Divisible or not?

First, I should state the Remainder Theorem. According to it if $(x-b)$ divides a polynomial P(x), then P(b)=Remainder after division and if $(x-b)$ is a factor of a polynomial P(x), then P(b)=0 since then there is no remainder.

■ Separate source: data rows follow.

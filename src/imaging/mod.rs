//! Image engine layer: everything that touches pixels.
//!
//! | Operation | Crate / function |
//! |---|---|
//! | **Decode** | `image::ImageReader` (format guessed from magic bytes) |
//! | **Metadata** | detected format + decoded dimensions |
//! | **Resize** | Lanczos3, bounded or exact |
//! | **Encode** | `JpegEncoder` / `PngEncoder`, ICC profile and EXIF carried through |
//!
//! The module is split into:
//! - **Format**: [`OutputFormat`] allow-list and detected [`SourceFormat`]
//! - **Calculations**: Pure functions for dimension math (unit testable)
//! - **Parameters**: Data structures describing engine operations
//! - **Backend**: [`ImageEngine`] trait + [`RustEngine`]

pub mod backend;
mod calculations;
pub mod format;
mod params;
pub mod rust_backend;

pub use backend::{EngineError, ImageEngine, Metadata};
pub use calculations::{MAX_DIMENSION, MAX_PIXELS, calculate_bounded_dimensions, check_dimensions};
pub use format::{OutputFormat, SourceFormat, UnsupportedFormat};
pub use params::{EncodeParams, Quality, ResizeMode, ResizeParams};
pub use rust_backend::{DecodedImage, RustEngine};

So, the polynomial P(x) here is divided by $(x-2)$ , so P(2)=0

$P(2)=0$

$\implies 2a\times 2^{3} - 4\times 2^{2} + 2a - 2a=0$

$\implies 2a\times 8 - 4\times 4=0$

$\implies 16a-16=0 \implies 16a=16 \implies a=\boxed{1}$

P(x) is the remainder of the polynomial. P(x) = 0, since (x - 2) is a factor of the polynomial 2ax³ - 4x² + ax - 2a.
To find the value of x, we have to find the root of the polynomial factor -- (x - 2).

Assume that x - 2 = 0.
Therefore, x = 2.
Now substitute the value of x in the equation to find 'a': P(x) = 2ax³ - 4x² + ax - 2a
P(2) = 2a(2)³ - 4(2)² + a(2) - 2a
0 = 2a(8) - 4(4) + 2a - 2a
0 = 16a - 16
16 = 16a
16a = 16
a = 16/16
Therefore, a = 1.